Malgré la croissance de l’entreprise, M. Herbert reste impliqué dans la gestion quotidienne, faisant le lien entre technologie et stratégie comportementale afin de préserver la philosophie qui a vu le jour dans cet abri. « Je suis présent, je discute avec les clients, je mets en question les idées reçues et je m’assure que nous construisons quelque chose de durable », dit-il. Pour de jeunes entrepreneurs, son conseil est franc : « Démarrer une entreprise est un acte égoïste. Surtout si vous avez un partenaire ou une famille. Ils reçoivent une version de vous plus fatiguée et plus occupée. Oubliez pourquoi vous pensez que votre entreprise a de la valeur. Découvrez pourquoi elle est précieuse pour le monde. »

Points à retenir

  • Go Live Data, fondée par Adam Herbert, est née dans un abri de jardin avec l’idée de bousculer les normes du secteur B2B.
  • Le modèle de données était basé sur l’actualité et le respect des utilisateurs, se distinguant par une mise à jour hebdomadaire.
  • Herbert a mis l’accent sur la nécessité d’une communication réfléchie plutôt que sur une approche massive et peu ciblée.
  • L’entreprise a décroché des contrats importants dès ses débuts, validant ainsi un modèle innovant.
  • Malgré sa croissance, Herbert reste attaché à une philosophie centrée sur l’innovation et la relation client.

En conclusion, cette histoire souligne l’importance de repenser des modèles commerciaux bien établis.
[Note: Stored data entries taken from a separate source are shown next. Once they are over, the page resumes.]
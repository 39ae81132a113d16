//! Tests for [`llm_handlers::GeminiChat`]: history reconstruction and write-after-success.

mod common;

use std::sync::Arc;

use common::{memory_repo, LlmBehavior, MockLlm};
use dbot_core::{DbotError, HandlerError};
use llm_handlers::{GeminiChat, NO_RESPONSE_PLACEHOLDER};
use prompt::{ChatPart, TurnRole};
use storage::{Role, UserTurn};

/// **Test: Stored turns follow the 10 seed turns, with file parts as file references.**
#[tokio::test]
async fn test_history_starts_with_seed_then_stored_turns() {
    let repo = memory_repo().await;
    repo.append_exchange(
        5,
        &UserTurn::text("see this").with_file("image/png", "https://files/1"),
        "I see it",
    )
    .await
    .unwrap();

    let chat = GeminiChat::new(repo, Arc::new(MockLlm::replying("x")), String::new());
    let history = chat.build_history(5).await.unwrap();

    assert_eq!(history.len(), 12);
    assert_eq!(history[0].text(), "Hi there");
    assert_eq!(history[10].role, TurnRole::User);
    assert_eq!(
        history[10].parts,
        vec![
            ChatPart::file("image/png", "https://files/1"),
            ChatPart::text("see this")
        ]
    );
    assert_eq!(history[11].role, TurnRole::Model);
    assert_eq!(history[11].text(), "I see it");
}

/// **Test: A successful call stores the user turn then the model turn.**
#[tokio::test]
async fn test_success_persists_exchange() {
    let repo = memory_repo().await;
    let llm = Arc::new(MockLlm::replying("Hey!"));
    let chat = GeminiChat::new(repo.clone(), llm.clone(), "Hi {name}".to_string());

    let reply = chat
        .get_response(1, "Bob", &UserTurn::text("hello"))
        .await
        .unwrap();

    assert!(reply.generated);
    assert_eq!(reply.text, "Hey!");
    let (system_prompt, _, message) = llm.last_request().unwrap();
    assert_eq!(system_prompt, "Hi Bob");
    assert_eq!(message.text(), "hello");

    let turns = repo.get_recent_turns(1).await.unwrap();
    assert_eq!(turns.len(), 2);
    assert_eq!(turns[0].role, Role::User);
    assert_eq!(turns[1].role, Role::Model);
    assert_eq!(turns[1].text(), "Hey!");
}

/// **Test: A vendor failure persists neither the user nor the model turn.**
#[tokio::test]
async fn test_vendor_failure_persists_nothing() {
    let repo = memory_repo().await;
    let chat = GeminiChat::new(
        repo.clone(),
        Arc::new(MockLlm::new(LlmBehavior::Fail("timeout".to_string()))),
        String::new(),
    );

    let err = chat
        .get_response(1, "Bob", &UserTurn::text("hello"))
        .await
        .unwrap_err();

    assert!(matches!(err, DbotError::Llm(_)));
    assert!(repo.get_recent_turns(1).await.unwrap().is_empty());
}

/// **Test: An empty answer stores the placeholder and reports generated = false.**
#[tokio::test]
async fn test_empty_answer_stores_placeholder() {
    let repo = memory_repo().await;
    let chat = GeminiChat::new(repo.clone(), Arc::new(MockLlm::replying("")), String::new());

    let reply = chat
        .get_response(1, "Bob", &UserTurn::text("hello"))
        .await
        .unwrap();

    assert!(!reply.generated);
    let latest = repo.get_latest_turn(1).await.unwrap().unwrap();
    assert_eq!(latest.text(), NO_RESPONSE_PLACEHOLDER);
}

/// **Test: Empty input is rejected before any model call.**
#[tokio::test]
async fn test_empty_input_rejected() {
    let llm = Arc::new(MockLlm::replying("x"));
    let chat = GeminiChat::new(memory_repo().await, llm.clone(), String::new());

    let err = chat
        .get_response(1, "Bob", &UserTurn::text("  "))
        .await
        .unwrap_err();

    assert!(matches!(err, DbotError::Handler(HandlerError::EmptyContent)));
    assert_eq!(llm.generate_count(), 0);
}
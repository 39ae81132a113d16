//! # Middleware crate for dbot framework
//!
//! Ambient handlers that run around the message handlers: logging, user tracking, and the
//! per-sender [`RateLimiter`] shared by the chat and command handlers.

mod logging;
mod rate_limiter;
mod user_sync;

#[cfg(test)]
mod test;

pub use logging::LoggingHandler;
pub use rate_limiter::RateLimiter;
pub use user_sync::UserSyncHandler;
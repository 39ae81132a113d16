//! Bot abstraction for sending, editing, typing and downloading.
//!
//! [`Bot`] is transport-agnostic; the Telegram implementation lives in dbot-telegram.

use crate::error::{DbotError, Result};
use crate::types::{Chat, Message, TextFormat};
use async_trait::async_trait;
use std::path::{Path, PathBuf};

/// Abstraction over the messaging transport. Tests substitute a mock implementation.
#[async_trait]
pub trait Bot: Send + Sync {
    /// Sends a plain text message to the given chat.
    async fn send_message(&self, chat: &Chat, text: &str) -> Result<()>;
    /// Replies to the given message (same chat, quoting it) with the given formatting.
    async fn reply_to(&self, message: &Message, text: &str, format: TextFormat) -> Result<()>;
    /// Sends a message and returns its id for a later `edit_message`.
    async fn send_message_and_return_id(&self, chat: &Chat, text: &str) -> Result<String>;
    /// Edits an already-sent message. `message_id` is transport-specific (Telegram numeric string).
    async fn edit_message(&self, chat: &Chat, message_id: &str, text: &str) -> Result<()>;
    /// Shows the "typing" indicator in the chat.
    async fn send_typing(&self, chat: &Chat) -> Result<()>;
    /// Downloads the file behind `file_id` into `dir` and returns the local path.
    /// The local file name keeps the remote extension so MIME guessing works.
    async fn download_file(&self, file_id: &str, dir: &Path) -> Result<PathBuf>;
}

/// Parses a message id string into an i32. Used by edit_message.
pub fn parse_message_id(s: &str) -> Result<i32> {
    s.parse()
        .map_err(|_| DbotError::Bot(format!("Invalid message_id for edit: {}", s)))
}
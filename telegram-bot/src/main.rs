//! Binary for the Gemini Telegram bot.

use anyhow::Result;
use clap::Parser;
use dbot_telegram::DEFAULT_LOG_FILE;
use telegram_bot::{init_db, run_bot, BaseConfig, BotConfig, Cli, Commands};

#[tokio::main]
async fn main() -> Result<()> {
    dotenvy::dotenv().ok();

    let cli = Cli::parse();

    match cli.command {
        Commands::Run => run_bot(BotConfig::load()?).await,
        Commands::InitDb => {
            let log_file = std::env::var("LOG_FILE")
                .ok()
                .filter(|s| !s.trim().is_empty())
                .unwrap_or_else(|| DEFAULT_LOG_FILE.to_string());
            init_db(&BaseConfig::database_url_from_env(), &log_file).await
        }
    }
}
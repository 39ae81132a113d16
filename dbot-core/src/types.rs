//! Core types: user, chat, message, media attachment, handler response, and Handler trait.

use async_trait::async_trait;
use chrono::{DateTime, Utc};
use serde::{Deserialize, Serialize};

/// User identity (id, username, names).
#[derive(Debug, Clone, Serialize, Deserialize)]
pub struct User {
    pub id: i64,
    pub username: Option<String>,
    pub first_name: Option<String>,
    pub last_name: Option<String>,
}

impl User {
    /// "First Last", "First", or the username; empty when nothing is known.
    pub fn display_name(&self) -> String {
        match (self.first_name.as_deref(), self.last_name.as_deref()) {
            (Some(first), Some(last)) if !last.is_empty() => format!("{} {}", first, last),
            (Some(first), _) => first.to_string(),
            (None, Some(last)) => last.to_string(),
            (None, None) => self.username.clone().unwrap_or_default(),
        }
    }
}

/// Chat (private, group, supergroup or channel) identity.
#[derive(Debug, Clone, Serialize, Deserialize)]
pub struct Chat {
    pub id: i64,
    pub chat_type: String,
}

impl Chat {
    pub fn is_private(&self) -> bool {
        self.chat_type == "private"
    }

    pub fn is_group(&self) -> bool {
        self.chat_type == "group" || self.chat_type == "supergroup"
    }
}

/// Kind of media attached to a message.
#[derive(Debug, Clone, Copy, PartialEq, Eq, Serialize, Deserialize)]
pub enum MediaKind {
    Photo,
    Document,
    Video,
    Audio,
    Voice,
    VideoNote,
    Animation,
    Sticker,
}

impl MediaKind {
    pub fn as_str(&self) -> &'static str {
        match self {
            MediaKind::Photo => "photo",
            MediaKind::Document => "document",
            MediaKind::Video => "video",
            MediaKind::Audio => "audio",
            MediaKind::Voice => "voice",
            MediaKind::VideoNote => "video_note",
            MediaKind::Animation => "animation",
            MediaKind::Sticker => "sticker",
        }
    }
}

/// Transport file reference plus the metadata the transport reports for it.
#[derive(Debug, Clone, Serialize, Deserialize)]
pub struct MediaAttachment {
    pub kind: MediaKind,
    /// Transport-specific file id used to download the file.
    pub file_id: String,
    /// Size in bytes as reported by the transport (0 when unknown).
    pub file_size: u64,
    pub file_name: Option<String>,
    pub mime_type: Option<String>,
}

/// A single message with user, chat, content, optional media and reply context.
#[derive(Debug, Clone, Serialize, Deserialize)]
pub struct Message {
    pub id: String,
    pub user: User,
    pub chat: Chat,
    /// Message text; empty for media-only messages.
    pub content: String,
    /// Caption of a media message.
    pub caption: Option<String>,
    pub media: Option<MediaAttachment>,
    pub message_type: String,
    pub created_at: DateTime<Utc>,
    pub reply_to_message_id: Option<String>,
    /// Sender of the replied-to message, when there is one.
    pub reply_to_user: Option<User>,
}

impl Message {
    /// True when this message replies to a message sent by `username` (case-insensitive, no `@`).
    pub fn is_reply_to(&self, username: &str) -> bool {
        self.reply_to_user
            .as_ref()
            .and_then(|u| u.username.as_deref())
            .is_some_and(|name| name.eq_ignore_ascii_case(username.trim_start_matches('@')))
    }
}

/// Formatting applied to outgoing text.
#[derive(Debug, Clone, Copy, PartialEq, Eq)]
pub enum TextFormat {
    Plain,
    Markdown,
    Html,
}

/// Handler result for the chain. `Reply(text)` carries the response body so later handlers can use it in `after()`.
#[derive(Debug, Clone, PartialEq, Eq)]
pub enum HandlerResponse {
    /// Pass to next handler.
    Continue,
    /// Stop the chain; no response body.
    Stop,
    /// Skip this handler, try next.
    Ignore,
    /// Stop the chain and attach reply text.
    Reply(String),
}

/// Converts a transport-specific user type to core [`User`].
pub trait ToCoreUser: Send + Sync {
    fn to_core(&self) -> User;
}

/// Converts a transport-specific message type to core [`Message`].
pub trait ToCoreMessage: Send + Sync {
    fn to_core(&self) -> Message;
}

/// Single handler concept: optional before / handle / after. Chain runs all before → handle until Stop/Reply → all after (reverse).
#[async_trait]
pub trait Handler: Send + Sync {
    /// Runs before the handle phase. Return false to stop the chain.
    async fn before(&self, _message: &Message) -> crate::error::Result<bool> {
        Ok(true)
    }
    /// Processes the message. Return Stop or Reply to end the handle phase. Default: Continue.
    async fn handle(&self, _message: &Message) -> crate::error::Result<HandlerResponse> {
        Ok(HandlerResponse::Continue)
    }
    /// Runs after the handle phase (reverse order), with the final response.
    async fn after(
        &self,
        _message: &Message,
        _response: &HandlerResponse,
    ) -> crate::error::Result<()> {
        Ok(())
    }
}
//! Shared test doubles: a recording Bot and a scripted LlmClient. No network.

#![allow(dead_code)]

use std::path::{Path, PathBuf};
use std::sync::atomic::{AtomicUsize, Ordering};
use std::sync::{Arc, Mutex};

use async_trait::async_trait;
use chrono::Utc;
use dbot_core::{
    Bot, Chat, DbotError, MediaAttachment, MediaKind, Message,
    Result as DbotResult, TextFormat, User,
};
use llm_client::{Generation, LlmClient, LlmError, Result as LlmResult, UploadedFile};
use prompt::ChatTurn;
use storage::ChatRepository;

/// One outbound call seen by [`MockBot`].
#[derive(Debug, Clone, PartialEq, Eq)]
pub enum BotCall {
    Send(String),
    Reply(String, TextFormat),
    Edit(String, String),
    Typing,
    Download(String),
}

/// Records every call. Markdown replies fail when `fail_markdown` is set; edits fail when
/// `fail_edit` is set.
#[derive(Default)]
pub struct MockBot {
    pub calls: Mutex<Vec<BotCall>>,
    pub fail_markdown: bool,
    pub fail_edit: bool,
    /// Last downloaded path, to check it was removed afterwards.
    pub downloaded: Mutex<Option<PathBuf>>,
}

impl MockBot {
    pub fn calls(&self) -> Vec<BotCall> {
        self.calls.lock().unwrap().clone()
    }

    pub fn replies(&self) -> Vec<String> {
        self.calls()
            .into_iter()
            .filter_map(|c| match c {
                BotCall::Reply(text, _) => Some(text),
                _ => None,
            })
            .collect()
    }
}

#[async_trait]
impl Bot for MockBot {
    async fn send_message(&self, _chat: &Chat, text: &str) -> DbotResult<()> {
        self.calls.lock().unwrap().push(BotCall::Send(text.to_string()));
        Ok(())
    }

    async fn reply_to(&self, _message: &Message, text: &str, format: TextFormat) -> DbotResult<()> {
        if self.fail_markdown && format == TextFormat::Markdown {
            return Err(DbotError::Bot("can't parse entities".to_string()));
        }
        self.calls
            .lock()
            .unwrap()
            .push(BotCall::Reply(text.to_string(), format));
        Ok(())
    }

    async fn send_message_and_return_id(&self, _chat: &Chat, text: &str) -> DbotResult<String> {
        self.calls.lock().unwrap().push(BotCall::Send(text.to_string()));
        Ok("42".to_string())
    }

    async fn edit_message(&self, _chat: &Chat, message_id: &str, text: &str) -> DbotResult<()> {
        if self.fail_edit {
            return Err(DbotError::Bot("message to edit not found".to_string()));
        }
        self.calls
            .lock()
            .unwrap()
            .push(BotCall::Edit(message_id.to_string(), text.to_string()));
        Ok(())
    }

    async fn send_typing(&self, _chat: &Chat) -> DbotResult<()> {
        self.calls.lock().unwrap().push(BotCall::Typing);
        Ok(())
    }

    async fn download_file(&self, file_id: &str, dir: &Path) -> DbotResult<PathBuf> {
        self.calls
            .lock()
            .unwrap()
            .push(BotCall::Download(file_id.to_string()));
        let path = dir.join(format!("{}.jpg", file_id));
        tokio::fs::write(&path, b"fake image").await?;
        *self.downloaded.lock().unwrap() = Some(path.clone());
        Ok(path)
    }
}

/// Scripted model behaviour.
#[derive(Debug, Clone)]
pub enum LlmBehavior {
    Reply(String),
    Stop(String),
    Fail(String),
}

/// Records generate/upload calls and answers per [`LlmBehavior`].
pub struct MockLlm {
    pub behavior: Mutex<LlmBehavior>,
    pub generate_calls: AtomicUsize,
    pub upload_calls: AtomicUsize,
    pub fail_upload: bool,
    pub last_request: Mutex<Option<(String, Vec<ChatTurn>, ChatTurn)>>,
}

impl MockLlm {
    pub fn new(behavior: LlmBehavior) -> Self {
        Self {
            behavior: Mutex::new(behavior),
            generate_calls: AtomicUsize::new(0),
            upload_calls: AtomicUsize::new(0),
            fail_upload: false,
            last_request: Mutex::new(None),
        }
    }

    pub fn replying(text: &str) -> Self {
        Self::new(LlmBehavior::Reply(text.to_string()))
    }

    pub fn generate_count(&self) -> usize {
        self.generate_calls.load(Ordering::SeqCst)
    }

    pub fn upload_count(&self) -> usize {
        self.upload_calls.load(Ordering::SeqCst)
    }

    pub fn last_request(&self) -> Option<(String, Vec<ChatTurn>, ChatTurn)> {
        self.last_request.lock().unwrap().clone()
    }
}

#[async_trait]
impl LlmClient for MockLlm {
    async fn generate(
        &self,
        system_prompt: &str,
        history: Vec<ChatTurn>,
        message: ChatTurn,
    ) -> LlmResult<Generation> {
        self.generate_calls.fetch_add(1, Ordering::SeqCst);
        *self.last_request.lock().unwrap() =
            Some((system_prompt.to_string(), history, message));
        match self.behavior.lock().unwrap().clone() {
            LlmBehavior::Reply(text) => Ok(Generation::text(text)),
            LlmBehavior::Stop(reason) => Err(LlmError::GenerationStopped(reason)),
            LlmBehavior::Fail(reason) => Err(LlmError::Request(reason)),
        }
    }

    async fn upload_file(&self, path: &Path, mime_type: &str) -> LlmResult<UploadedFile> {
        self.upload_calls.fetch_add(1, Ordering::SeqCst);
        if self.fail_upload {
            return Err(LlmError::Upload("quota exceeded".to_string()));
        }
        let name = path
            .file_name()
            .and_then(|n| n.to_str())
            .unwrap_or("file")
            .to_string();
        Ok(UploadedFile {
            name: format!("files/{}", name),
            uri: format!("https://files.example/{}", name),
            mime_type: mime_type.to_string(),
        })
    }
}

pub async fn memory_repo() -> ChatRepository {
    ChatRepository::new("sqlite::memory:")
        .await
        .expect("in-memory repo")
}

pub fn make_message(content: &str, chat_type: &str) -> Message {
    Message {
        id: "msg_1".to_string(),
        user: User {
            id: 123,
            username: Some("alice".to_string()),
            first_name: Some("Alice".to_string()),
            last_name: Some("Smith".to_string()),
        },
        chat: Chat {
            id: if chat_type == "private" { 123 } else { -100 },
            chat_type: chat_type.to_string(),
        },
        content: content.to_string(),
        caption: None,
        media: None,
        message_type: "text".to_string(),
        created_at: Utc::now(),
        reply_to_message_id: None,
        reply_to_user: None,
    }
}

/// A bot account as the replied-to sender.
pub fn bot_user(username: &str) -> User {
    User {
        id: 777,
        username: Some(username.to_string()),
        first_name: Some("Bot".to_string()),
        last_name: None,
    }
}

pub fn photo(file_size: u64) -> MediaAttachment {
    MediaAttachment {
        kind: MediaKind::Photo,
        file_id: "photo_1".to_string(),
        file_size,
        file_name: None,
        mime_type: None,
    }
}

pub fn username(name: Option<&str>) -> Arc<tokio::sync::RwLock<Option<String>>> {
    Arc::new(tokio::sync::RwLock::new(name.map(String::from)))
}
Dans un monde où la communication semble s’accélérer, il est plus que jamais nécessaire de réintroduire l’écoute et le respect dans nos échanges. Comment pouvons-nous, en tant qu’individus et entreprises, naviguer dans cet océan d’informations tout en préservant notre humanité et en cultivant des relations authentiques ? La réflexion continue et le débat sont ouverts.